The control circuit 81 generates a phase control signal for designating the chip phase of the spreading code of each channel based on the phase difference information separated and extracted by the correlator 57, and converts these phase control signals. Each spread modulation circuit 71-7
Give to k.

Each of the spread modulation circuits 71 to 7k initializes a chip phase of a spread code in accordance with the phase control signal, and converts each channel signal once subjected to spectrum despreading by the correlators 61 to 6k to the initial phase. The spectrum is spread again using the set spreading code. Each spread modulator 7
Each of the channel signals re-spread by 1 to 7k is combined by the combining circuit 53 to become a CDM broadcast signal. Then, the frequency is converted to an S-band frequency by a frequency conversion circuit 54, further amplified to a predetermined transmission power level by a transmitter 55, and transmitted from an S-band transmission antenna 56 to a terrestrial service area.

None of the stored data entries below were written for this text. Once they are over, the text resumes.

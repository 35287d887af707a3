use async_trait::async_trait;

use crate::models::errors::FetchError;

/// HTTP fetch of token metadata documents and image payloads.
#[async_trait]
pub trait ContentFetcher: Send + Sync {
    /// Fetch and parse a metadata document as structured key-value data.
    async fn fetch_json(&self, url: &str) -> Result<serde_json::Value, FetchError>;

    /// Fetch a binary payload. Returns the bytes and the response's declared
    /// content type, if any.
    async fn fetch_bytes(&self, url: &str) -> Result<(Vec<u8>, Option<String>), FetchError>;
}

pub struct HttpFetcher {
    client: reqwest::Client,
}

impl HttpFetcher {
    pub fn new(client: reqwest::Client) -> Self {
        Self { client }
    }

    async fn get(&self, url: &str) -> Result<reqwest::Response, FetchError> {
        let response = self
            .client
            .get(url)
            .send()
            .await
            .map_err(|e| FetchError::Transport(e.to_string()))?;

        let status = response.status();
        if !status.is_success() {
            return Err(FetchError::Status(status.as_u16()));
        }
        Ok(response)
    }
}

#[async_trait]
impl ContentFetcher for HttpFetcher {
    async fn fetch_json(&self, url: &str) -> Result<serde_json::Value, FetchError> {
        let response = self.get(url).await?;
        response
            .json::<serde_json::Value>()
            .await
            .map_err(|e| FetchError::Parse(e.to_string()))
    }

    async fn fetch_bytes(&self, url: &str) -> Result<(Vec<u8>, Option<String>), FetchError> {
        let response = self.get(url).await?;

        let content_type = response
            .headers()
            .get(reqwest::header::CONTENT_TYPE)
            .and_then(|v| v.to_str().ok())
            .map(|s| s.to_string());

        let bytes = response
            .bytes()
            .await
            .map_err(|e| FetchError::Transport(e.to_string()))?;
        if bytes.is_empty() {
            return Err(FetchError::Empty);
        }

        Ok((bytes.to_vec(), content_type))
    }
}
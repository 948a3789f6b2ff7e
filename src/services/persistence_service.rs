// src/services/persistence_service.rs
//! Ride state persistence and startup recovery.

use chrono::{DateTime, Utc};
use serde::{Deserialize, Serialize};

use crate::errors::{AgentError, AgentResult};
use crate::models::agent::DriverStatus;
use crate::models::location::{Coordinate, RouteCoords};
use crate::models::ride::{ActiveRide, Passenger, RideOffer, RideStatus, Settlement};
use crate::services::state_store::{StateStoreService, StoreKeys};
use crate::services::tracking_service::{DistanceAccumulator, RouteProgress};

/// Stored under `rideState`. Field names match what earlier app builds wrote.
#[derive(Debug, Clone, PartialEq, Serialize, Deserialize)]
#[serde(rename_all = "camelCase")]
pub struct PersistedRideState {
    pub ride: RideOffer,
    pub user_data: Passenger,
    pub ride_status: RideStatus,
    pub driver_status: DriverStatus,
    pub otp: Option<String>,
    pub travelled_km: f64,
    pub last_coord: Option<Coordinate>,
    pub otp_verification_location: Option<Coordinate>,
    pub full_route_coords: RouteCoords,
    pub visible_route_coords: Vec<Coordinate>,
    #[serde(default)]
    pub route_progress: RouteProgress,
    pub user_location: Option<Coordinate>,
    #[serde(default = "default_visible")]
    pub rider_details_visible: bool,
    pub settlement: Option<Settlement>,
    pub saved_at: DateTime<Utc>,
}

fn default_visible() -> bool {
    true
}

impl PersistedRideState {
    pub fn capture(ride: &ActiveRide, driver_status: DriverStatus, now: DateTime<Utc>) -> Self {
        let visible_route_coords = match ride.distance.last_coord {
            Some(here) => ride.route.remaining_from(ride.progress.index, here),
            None => ride.route.points().to_vec(),
        };
        Self {
            ride: ride.offer.clone(),
            user_data: ride.passenger.clone(),
            ride_status: ride.status,
            driver_status,
            otp: ride.otp.clone(),
            travelled_km: ride.distance.travelled_km,
            last_coord: ride.distance.last_coord,
            otp_verification_location: ride.otp_verification_location,
            full_route_coords: ride.route.clone(),
            visible_route_coords,
            route_progress: ride.progress.clone(),
            user_location: ride.passenger_location,
            rider_details_visible: ride.rider_details_visible,
            settlement: ride.settlement.clone(),
            saved_at: now,
        }
    }

    pub fn into_active_ride(self) -> ActiveRide {
        ActiveRide {
            offer: self.ride,
            status: self.ride_status,
            otp: self.otp,
            passenger: self.user_data,
            passenger_location: self.user_location,
            route: self.full_route_coords,
            progress: self.route_progress,
            distance: DistanceAccumulator {
                travelled_km: self.travelled_km,
                last_coord: self.last_coord,
            },
            otp_verification_location: self.otp_verification_location,
            rider_details_visible: self.rider_details_visible,
            settlement: self.settlement,
        }
    }
}

#[derive(Debug, Clone, PartialEq)]
pub enum Recovered {
    Nothing,
    /// A completed record was found and discarded.
    DiscardedCompleted(String),
    Restored(ActiveRide),
}

#[derive(Clone)]
pub struct RidePersistence {
    store: StateStoreService,
}

impl RidePersistence {
    pub fn new(store: StateStoreService) -> Self {
        Self { store }
    }

    /// Persist the ride and mirror its status for the background emitter.
    pub async fn save(&self, ride: &ActiveRide, driver_status: DriverStatus, now: DateTime<Utc>) -> AgentResult<()> {
        let record = PersistedRideState::capture(ride, driver_status, now);
        self.store.set_json(StoreKeys::RIDE_STATE, &record).await?;
        self.save_status(ride.status).await?;
        tracing::debug!("Persisted ride {} as {}", ride.ride_id(), ride.status);
        Ok(())
    }

    pub async fn save_status(&self, status: RideStatus) -> AgentResult<()> {
        self.store.set_json(StoreKeys::CURRENT_RIDE_STATUS, &status).await
    }

    pub async fn clear(&self) -> AgentResult<()> {
        self.store.remove(StoreKeys::RIDE_STATE).await?;
        self.save_status(RideStatus::Idle).await
    }

    /// Read the persisted ride. Only `accepted` and `started` rides come back;
    /// anything else is removed so it cannot resurface later.
    pub async fn load(&self) -> AgentResult<Recovered> {
        let record: Option<PersistedRideState> = match self.store.get_json(StoreKeys::RIDE_STATE).await {
            Ok(record) => record,
            Err(AgentError::StoreSerialization(msg)) => {
                tracing::warn!("Discarding unreadable ride state: {}", msg);
                self.clear().await?;
                return Ok(Recovered::Nothing);
            }
            Err(e) => return Err(e),
        };

        let Some(record) = record else {
            return Ok(Recovered::Nothing);
        };

        match record.ride_status {
            RideStatus::Accepted | RideStatus::Started => {
                tracing::info!("Restoring ride {} as {}", record.ride.ride_id, record.ride_status);
                Ok(Recovered::Restored(record.into_active_ride()))
            }
            RideStatus::Completed => {
                tracing::info!("Discarding completed ride {} at startup", record.ride.ride_id);
                self.clear().await?;
                Ok(Recovered::DiscardedCompleted(record.ride.ride_id))
            }
            other => {
                tracing::warn!("Discarding persisted ride {} in state {}", record.ride.ride_id, other);
                self.clear().await?;
                Ok(Recovered::Nothing)
            }
        }
    }
}
#[tokio::test]
async fn taken_broadcast_from_ourselves_is_ignored() {
    let h = Harness::start(test_config()).await;
    h.online().await;
    h.accepted("R1").await;

    h.transport
        .inject(names::RIDE_TAKEN_BY_DRIVER, json!({ "rideId": "R1", "driverId": " drv-1" }));
    tokio::time::sleep(Duration::from_millis(100)).await;
    assert_eq!(h.handle().snapshot().ride_status, RideStatus::Accepted);

    // Once owned, even another driver's claim does not touch the ride.
    h.transport
        .inject(names::RIDE_TAKEN_BY_DRIVER, json!({ "rideId": "R1", "driverId": "drv-9" }));
    tokio::time::sleep(Duration::from_millis(100)).await;
    assert_eq!(h.handle().snapshot().ride_status, RideStatus::Accepted);
}

#[tokio::test]
async fn taken_broadcast_from_another_driver_discards_the_offer() {
    let h = Harness::start(test_config()).await;
    h.online().await;
    h.offer("R1").await;

    h.transport
        .inject(names::RIDE_TAKEN_BY_DRIVER, json!({ "rideId": "R1", "driverId": 42 }));
    let snapshot = h.wait("offer discarded", |s| s.ride_status == RideStatus::Idle).await;
    assert!(matches!(snapshot.notice, Some(Notice::RideTaken { ref ride_id, .. }) if ride_id == "R1"));
    assert!(h.handle().accept().await.is_err());
}

#[tokio::test]
async fn cancellation_clears_an_owned_ride() {
    let h = Harness::start(test_config()).await;
    h.online().await;
    h.accepted("R1").await;
    assert!(h.stored(StoreKeys::RIDE_STATE).await.is_some());

    h.transport.inject(names::RIDE_CANCELLED, json!({ "rideId": "R1" }));
    let snapshot = h.wait("ride cancelled", |s| s.ride_status == RideStatus::Idle).await;
    assert_eq!(snapshot.agent.driver_status, DriverStatus::Online);
    assert_eq!(h.stored(StoreKeys::RIDE_STATE).await, None);
}

#[tokio::test]
async fn started_ride_survives_a_restart_but_completed_does_not() {
    let store = Arc::new(MemoryStateStore::new());

    let first = Harness::start_with(test_config(), store.clone(), Arc::new(StraightLinePlanner)).await;
    first.online().await;
    first.started("R1").await;
    first.handle().shutdown().await.unwrap();

    let second = Harness::start_with(test_config(), store.clone(), Arc::new(StraightLinePlanner)).await;
    let snapshot = second.handle().snapshot();
    assert_eq!(snapshot.ride_status, RideStatus::Started);
    assert_eq!(snapshot.agent.driver_status, DriverStatus::OnRide);
    assert!(snapshot.agent.online);

    second.move_to(Coordinate::new(0.0, 0.005)).await;
    second.handle().complete().await.unwrap();
    second.handle().shutdown().await.unwrap();

    let third = Harness::start_with(test_config(), store.clone(), Arc::new(StraightLinePlanner)).await;
    let snapshot = third.handle().snapshot();
    assert_eq!(snapshot.ride_status, RideStatus::Idle);
    assert!(snapshot.settlement.is_none());
    assert_eq!(third.stored(StoreKeys::RIDE_STATE).await, None);
}

#[tokio::test]
async fn completion_waits_in_the_outbox_until_a_path_is_back() {
    let h = Harness::start(test_config()).await;
    h.online().await;
    h.started("R1").await;

    h.completions.set_failing(true);
    for _ in 0..50 {
        h.transport
            .reply_with(names::DRIVER_COMPLETED_RIDE, Ok(json!({ "success": false })));
    }
    h.handle().complete().await.unwrap();
    tokio::time::sleep(Duration::from_millis(150)).await;

    let pending = h.app.outbox.pending().await.unwrap();
    assert_eq!(pending.len(), 1);
    assert!(pending[0].attempts >= 1);
    assert!(h.stored(StoreKeys::PENDING_RIDE_COMPLETION).await.is_some());

    h.completions.set_failing(false);
    tokio::time::timeout(Duration::from_secs(3), async {
        while h.completions.delivered().is_empty() {
            tokio::time::sleep(Duration::from_millis(20)).await;
        }
    })
    .await
    .expect("completion never delivered over http");
    assert_eq!(h.completions.delivered()[0].ride_id, "R1");
}

struct FixedRoute(RouteCoords);

#[async_trait]
impl RoutePlanner for FixedRoute {
    async fn route(&self, _origin: Coordinate, _destination: Coordinate) -> AgentResult<RouteCoords> {
        Ok(self.0.clone())
    }
}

With such a configuration, the terrestrial broadcasting station B
Even if C1 and BC2 multiplex and transmit the broadcast signals of the respective channels without spread code synchronization between the channels, the CDM broadcast signals transmitted from the terrestrial broadcast stations BC1 and BC2 will not In the SAT, the spectrum is spread again based on the phase difference information transmitted by the terrestrial broadcasting stations BC1 and BC2 at the same time, and is transmitted to a terrestrial service area.

Therefore, the broadcast receiving apparatus MS receives the CDM broadcast signal synchronized with the spread code between the channels. Therefore, in the broadcast receiving apparatus MS, the CD
As long as the spread code synchronization for any one channel of the M broadcast signal is established, it is possible to separate and reproduce the broadcast signal of the desired channel simply by switching the spread code, without renewing the spread code synchronization for the other channels. it can. Therefore, channel switching can be performed at high speed with good responsiveness. Further, in this embodiment, since it is not necessary to provide each broadcast receiving apparatus MS with a circuit for initially setting the generation phase of the spreading code for each channel based on the phase difference information, the configuration of the broadcast receiving apparatus MS is not required. It has the advantage of being easy.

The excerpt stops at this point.